• _Work to be completed_: Within the listing below, how many lines include the string "entry"? Reply with only the number.

______________________________

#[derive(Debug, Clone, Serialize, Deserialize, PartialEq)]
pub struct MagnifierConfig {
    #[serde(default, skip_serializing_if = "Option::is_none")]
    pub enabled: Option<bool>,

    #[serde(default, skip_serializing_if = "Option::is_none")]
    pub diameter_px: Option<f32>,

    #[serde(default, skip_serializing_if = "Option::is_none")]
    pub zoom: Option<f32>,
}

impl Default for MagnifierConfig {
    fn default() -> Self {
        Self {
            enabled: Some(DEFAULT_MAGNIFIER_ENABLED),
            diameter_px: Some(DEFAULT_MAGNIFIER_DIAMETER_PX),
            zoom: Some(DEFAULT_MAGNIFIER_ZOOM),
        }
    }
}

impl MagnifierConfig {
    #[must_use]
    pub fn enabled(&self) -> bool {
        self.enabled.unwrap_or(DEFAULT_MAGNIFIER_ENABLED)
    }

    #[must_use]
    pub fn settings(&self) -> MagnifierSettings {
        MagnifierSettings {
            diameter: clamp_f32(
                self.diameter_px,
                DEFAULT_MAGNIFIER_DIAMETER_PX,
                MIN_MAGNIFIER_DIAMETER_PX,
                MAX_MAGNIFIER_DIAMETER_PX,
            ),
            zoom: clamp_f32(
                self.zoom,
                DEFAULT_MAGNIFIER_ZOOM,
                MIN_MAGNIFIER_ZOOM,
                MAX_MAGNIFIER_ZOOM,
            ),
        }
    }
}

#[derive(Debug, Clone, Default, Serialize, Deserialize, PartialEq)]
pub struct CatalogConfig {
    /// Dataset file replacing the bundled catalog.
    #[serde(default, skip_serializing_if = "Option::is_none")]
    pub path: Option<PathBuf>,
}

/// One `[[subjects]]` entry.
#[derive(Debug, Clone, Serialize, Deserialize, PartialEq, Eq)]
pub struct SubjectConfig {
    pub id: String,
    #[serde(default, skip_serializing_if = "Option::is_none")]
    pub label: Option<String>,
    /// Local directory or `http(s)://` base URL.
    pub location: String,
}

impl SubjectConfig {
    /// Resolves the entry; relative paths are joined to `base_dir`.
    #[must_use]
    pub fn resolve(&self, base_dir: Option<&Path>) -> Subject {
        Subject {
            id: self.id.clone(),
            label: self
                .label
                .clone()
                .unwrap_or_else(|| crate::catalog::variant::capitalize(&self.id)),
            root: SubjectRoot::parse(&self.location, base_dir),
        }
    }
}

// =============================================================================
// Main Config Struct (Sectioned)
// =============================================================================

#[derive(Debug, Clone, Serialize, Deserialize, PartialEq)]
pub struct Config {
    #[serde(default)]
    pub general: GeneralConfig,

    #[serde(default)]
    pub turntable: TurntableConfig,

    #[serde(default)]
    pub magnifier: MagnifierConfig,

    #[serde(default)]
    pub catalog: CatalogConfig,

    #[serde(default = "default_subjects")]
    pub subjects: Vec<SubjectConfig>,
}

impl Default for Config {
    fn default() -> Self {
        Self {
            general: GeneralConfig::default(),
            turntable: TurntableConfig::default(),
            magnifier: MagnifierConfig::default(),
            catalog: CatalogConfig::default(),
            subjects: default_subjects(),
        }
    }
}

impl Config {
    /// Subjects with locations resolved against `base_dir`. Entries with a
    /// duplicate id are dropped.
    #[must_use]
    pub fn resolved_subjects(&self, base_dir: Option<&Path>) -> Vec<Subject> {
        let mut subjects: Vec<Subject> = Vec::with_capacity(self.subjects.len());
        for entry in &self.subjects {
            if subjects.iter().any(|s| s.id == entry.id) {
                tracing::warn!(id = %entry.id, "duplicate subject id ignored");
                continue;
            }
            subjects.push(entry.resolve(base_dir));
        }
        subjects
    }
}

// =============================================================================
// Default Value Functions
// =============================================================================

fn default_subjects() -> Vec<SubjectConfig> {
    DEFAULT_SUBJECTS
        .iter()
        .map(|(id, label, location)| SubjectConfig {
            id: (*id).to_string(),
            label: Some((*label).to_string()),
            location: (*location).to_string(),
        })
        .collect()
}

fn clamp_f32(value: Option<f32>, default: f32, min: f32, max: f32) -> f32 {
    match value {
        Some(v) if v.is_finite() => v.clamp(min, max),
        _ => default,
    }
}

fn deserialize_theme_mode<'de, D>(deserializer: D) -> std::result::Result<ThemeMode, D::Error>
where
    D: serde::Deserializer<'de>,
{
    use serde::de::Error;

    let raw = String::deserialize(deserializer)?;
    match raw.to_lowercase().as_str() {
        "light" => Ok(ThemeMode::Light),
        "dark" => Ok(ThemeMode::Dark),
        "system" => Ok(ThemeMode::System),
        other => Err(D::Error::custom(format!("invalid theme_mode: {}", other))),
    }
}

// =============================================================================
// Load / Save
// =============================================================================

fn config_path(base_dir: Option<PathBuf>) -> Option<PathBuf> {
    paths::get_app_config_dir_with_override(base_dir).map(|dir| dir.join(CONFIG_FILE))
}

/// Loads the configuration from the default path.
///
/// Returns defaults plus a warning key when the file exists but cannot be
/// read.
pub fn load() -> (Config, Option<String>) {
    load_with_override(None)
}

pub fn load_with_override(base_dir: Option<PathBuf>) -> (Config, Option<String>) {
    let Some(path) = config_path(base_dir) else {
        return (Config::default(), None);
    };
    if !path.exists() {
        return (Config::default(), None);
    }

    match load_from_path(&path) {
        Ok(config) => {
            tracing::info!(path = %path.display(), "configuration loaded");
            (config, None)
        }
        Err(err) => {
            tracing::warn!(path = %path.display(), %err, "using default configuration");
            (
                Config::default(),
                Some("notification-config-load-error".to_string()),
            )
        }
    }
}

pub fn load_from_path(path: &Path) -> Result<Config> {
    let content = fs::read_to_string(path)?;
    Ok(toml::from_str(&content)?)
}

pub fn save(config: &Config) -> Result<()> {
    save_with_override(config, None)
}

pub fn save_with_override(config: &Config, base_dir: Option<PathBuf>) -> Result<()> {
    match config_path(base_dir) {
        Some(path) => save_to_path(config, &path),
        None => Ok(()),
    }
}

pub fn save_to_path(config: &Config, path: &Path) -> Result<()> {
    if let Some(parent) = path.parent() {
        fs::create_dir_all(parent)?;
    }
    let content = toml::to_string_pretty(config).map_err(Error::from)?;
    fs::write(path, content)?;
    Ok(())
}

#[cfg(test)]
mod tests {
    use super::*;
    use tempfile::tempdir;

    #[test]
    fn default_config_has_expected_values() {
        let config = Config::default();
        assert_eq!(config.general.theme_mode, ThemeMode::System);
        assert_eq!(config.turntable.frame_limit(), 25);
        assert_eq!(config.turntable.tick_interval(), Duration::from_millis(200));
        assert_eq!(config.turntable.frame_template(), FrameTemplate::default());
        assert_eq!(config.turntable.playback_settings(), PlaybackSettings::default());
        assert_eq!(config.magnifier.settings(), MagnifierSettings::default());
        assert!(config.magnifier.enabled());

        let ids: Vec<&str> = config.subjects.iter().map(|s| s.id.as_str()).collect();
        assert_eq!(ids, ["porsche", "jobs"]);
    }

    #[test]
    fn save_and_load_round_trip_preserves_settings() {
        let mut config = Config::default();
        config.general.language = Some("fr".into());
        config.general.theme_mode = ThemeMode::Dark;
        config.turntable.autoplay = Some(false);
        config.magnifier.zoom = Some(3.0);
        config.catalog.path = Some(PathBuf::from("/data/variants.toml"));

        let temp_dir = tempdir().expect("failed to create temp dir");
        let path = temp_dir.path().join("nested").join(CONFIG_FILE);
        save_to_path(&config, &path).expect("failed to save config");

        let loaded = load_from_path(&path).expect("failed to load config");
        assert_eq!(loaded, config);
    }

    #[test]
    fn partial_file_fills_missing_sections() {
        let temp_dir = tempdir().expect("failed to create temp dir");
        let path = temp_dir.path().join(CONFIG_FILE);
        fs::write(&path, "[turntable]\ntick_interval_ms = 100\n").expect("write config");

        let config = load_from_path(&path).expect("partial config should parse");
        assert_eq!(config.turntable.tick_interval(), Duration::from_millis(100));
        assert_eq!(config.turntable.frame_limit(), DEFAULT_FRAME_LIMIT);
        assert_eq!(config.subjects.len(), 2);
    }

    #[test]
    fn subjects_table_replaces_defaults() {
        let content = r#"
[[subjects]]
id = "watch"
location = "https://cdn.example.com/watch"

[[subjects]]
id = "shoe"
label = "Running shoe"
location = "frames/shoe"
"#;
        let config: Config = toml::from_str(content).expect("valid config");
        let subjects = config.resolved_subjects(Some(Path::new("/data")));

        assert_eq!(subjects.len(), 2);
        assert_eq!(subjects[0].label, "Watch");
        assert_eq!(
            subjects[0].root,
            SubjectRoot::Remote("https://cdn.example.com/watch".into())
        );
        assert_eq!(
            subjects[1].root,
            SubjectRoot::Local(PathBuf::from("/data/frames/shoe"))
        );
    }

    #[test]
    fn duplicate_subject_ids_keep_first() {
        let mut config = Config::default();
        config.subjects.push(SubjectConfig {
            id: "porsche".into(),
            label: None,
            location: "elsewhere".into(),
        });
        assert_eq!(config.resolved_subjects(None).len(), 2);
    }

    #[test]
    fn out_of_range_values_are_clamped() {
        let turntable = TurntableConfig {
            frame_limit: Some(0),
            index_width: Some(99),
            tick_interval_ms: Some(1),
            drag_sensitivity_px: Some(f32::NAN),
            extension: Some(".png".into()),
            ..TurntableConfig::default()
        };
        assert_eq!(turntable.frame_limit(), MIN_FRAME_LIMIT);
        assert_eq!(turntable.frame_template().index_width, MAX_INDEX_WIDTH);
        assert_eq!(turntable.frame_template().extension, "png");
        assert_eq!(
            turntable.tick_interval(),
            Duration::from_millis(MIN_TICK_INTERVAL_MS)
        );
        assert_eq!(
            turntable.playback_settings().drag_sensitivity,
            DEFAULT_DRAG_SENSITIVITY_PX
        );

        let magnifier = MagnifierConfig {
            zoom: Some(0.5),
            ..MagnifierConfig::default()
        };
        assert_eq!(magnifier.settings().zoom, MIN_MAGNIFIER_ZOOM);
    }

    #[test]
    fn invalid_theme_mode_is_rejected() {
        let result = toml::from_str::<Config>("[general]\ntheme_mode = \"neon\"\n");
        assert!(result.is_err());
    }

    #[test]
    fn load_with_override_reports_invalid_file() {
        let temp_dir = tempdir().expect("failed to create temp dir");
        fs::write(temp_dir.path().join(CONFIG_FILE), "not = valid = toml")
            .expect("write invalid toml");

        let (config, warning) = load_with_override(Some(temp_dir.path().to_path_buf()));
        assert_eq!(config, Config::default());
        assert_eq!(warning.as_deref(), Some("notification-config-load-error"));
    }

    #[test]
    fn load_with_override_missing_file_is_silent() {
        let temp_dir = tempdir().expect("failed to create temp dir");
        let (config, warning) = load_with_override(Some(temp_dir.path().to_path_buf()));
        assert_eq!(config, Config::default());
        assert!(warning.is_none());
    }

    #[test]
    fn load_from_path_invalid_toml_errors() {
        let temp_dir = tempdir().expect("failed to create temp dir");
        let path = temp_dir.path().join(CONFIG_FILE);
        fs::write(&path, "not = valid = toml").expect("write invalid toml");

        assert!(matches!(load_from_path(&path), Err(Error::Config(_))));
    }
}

______________________________

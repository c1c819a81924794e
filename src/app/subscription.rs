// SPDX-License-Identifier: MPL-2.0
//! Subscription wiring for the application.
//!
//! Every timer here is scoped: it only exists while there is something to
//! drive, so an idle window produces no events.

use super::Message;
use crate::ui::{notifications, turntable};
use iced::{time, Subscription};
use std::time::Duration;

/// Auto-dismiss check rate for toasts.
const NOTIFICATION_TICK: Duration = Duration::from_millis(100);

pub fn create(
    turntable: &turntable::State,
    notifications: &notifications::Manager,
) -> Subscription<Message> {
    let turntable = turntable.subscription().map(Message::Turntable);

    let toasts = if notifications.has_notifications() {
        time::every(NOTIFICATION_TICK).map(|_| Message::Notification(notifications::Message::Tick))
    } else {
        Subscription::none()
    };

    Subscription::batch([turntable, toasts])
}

______________________________

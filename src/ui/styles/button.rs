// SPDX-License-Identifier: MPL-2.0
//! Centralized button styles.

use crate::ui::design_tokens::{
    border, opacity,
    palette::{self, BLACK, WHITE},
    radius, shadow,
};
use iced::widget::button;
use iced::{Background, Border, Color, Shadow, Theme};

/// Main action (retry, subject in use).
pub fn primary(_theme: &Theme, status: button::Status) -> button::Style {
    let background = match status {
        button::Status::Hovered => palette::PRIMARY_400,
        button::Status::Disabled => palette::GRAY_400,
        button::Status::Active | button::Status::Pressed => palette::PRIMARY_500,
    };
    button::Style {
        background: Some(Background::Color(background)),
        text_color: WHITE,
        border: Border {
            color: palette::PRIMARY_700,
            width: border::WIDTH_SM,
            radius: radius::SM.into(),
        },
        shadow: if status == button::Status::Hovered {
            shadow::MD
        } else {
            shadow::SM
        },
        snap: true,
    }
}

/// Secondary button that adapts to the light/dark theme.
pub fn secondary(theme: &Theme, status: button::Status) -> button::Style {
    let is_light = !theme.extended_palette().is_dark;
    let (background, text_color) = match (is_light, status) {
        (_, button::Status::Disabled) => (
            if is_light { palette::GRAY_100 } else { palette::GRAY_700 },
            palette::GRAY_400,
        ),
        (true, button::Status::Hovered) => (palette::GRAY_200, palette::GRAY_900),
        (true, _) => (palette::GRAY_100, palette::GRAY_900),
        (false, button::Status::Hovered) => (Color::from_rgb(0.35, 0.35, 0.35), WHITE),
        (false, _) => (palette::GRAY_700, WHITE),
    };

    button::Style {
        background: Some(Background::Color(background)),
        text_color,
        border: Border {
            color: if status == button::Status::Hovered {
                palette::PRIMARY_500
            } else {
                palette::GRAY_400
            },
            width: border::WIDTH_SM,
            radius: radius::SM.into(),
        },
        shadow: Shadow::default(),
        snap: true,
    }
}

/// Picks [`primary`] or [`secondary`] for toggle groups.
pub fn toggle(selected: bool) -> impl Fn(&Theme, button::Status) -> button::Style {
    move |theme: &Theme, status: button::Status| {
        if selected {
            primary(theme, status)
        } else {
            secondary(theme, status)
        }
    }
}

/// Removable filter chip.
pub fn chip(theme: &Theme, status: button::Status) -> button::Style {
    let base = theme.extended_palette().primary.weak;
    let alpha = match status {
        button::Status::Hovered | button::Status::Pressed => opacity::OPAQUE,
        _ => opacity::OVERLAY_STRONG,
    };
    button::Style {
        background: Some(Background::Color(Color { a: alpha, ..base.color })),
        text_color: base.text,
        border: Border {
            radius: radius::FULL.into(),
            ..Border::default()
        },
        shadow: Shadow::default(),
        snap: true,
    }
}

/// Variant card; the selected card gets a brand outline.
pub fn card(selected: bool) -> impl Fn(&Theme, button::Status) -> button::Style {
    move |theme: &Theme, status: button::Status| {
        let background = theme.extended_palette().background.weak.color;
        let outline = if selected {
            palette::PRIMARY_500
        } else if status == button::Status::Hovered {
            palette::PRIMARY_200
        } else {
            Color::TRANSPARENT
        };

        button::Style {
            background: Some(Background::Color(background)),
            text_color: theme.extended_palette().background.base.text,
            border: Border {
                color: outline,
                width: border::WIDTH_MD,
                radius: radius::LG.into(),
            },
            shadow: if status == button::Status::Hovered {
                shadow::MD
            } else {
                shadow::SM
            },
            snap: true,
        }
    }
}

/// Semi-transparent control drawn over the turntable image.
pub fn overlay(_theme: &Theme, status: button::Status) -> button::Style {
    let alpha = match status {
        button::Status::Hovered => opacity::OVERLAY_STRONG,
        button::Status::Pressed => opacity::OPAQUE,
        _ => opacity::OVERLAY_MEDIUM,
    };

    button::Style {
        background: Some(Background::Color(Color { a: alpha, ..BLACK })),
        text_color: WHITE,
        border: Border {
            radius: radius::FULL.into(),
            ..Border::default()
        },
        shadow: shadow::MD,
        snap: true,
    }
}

______________________________

• _Solution to the exercise_: 6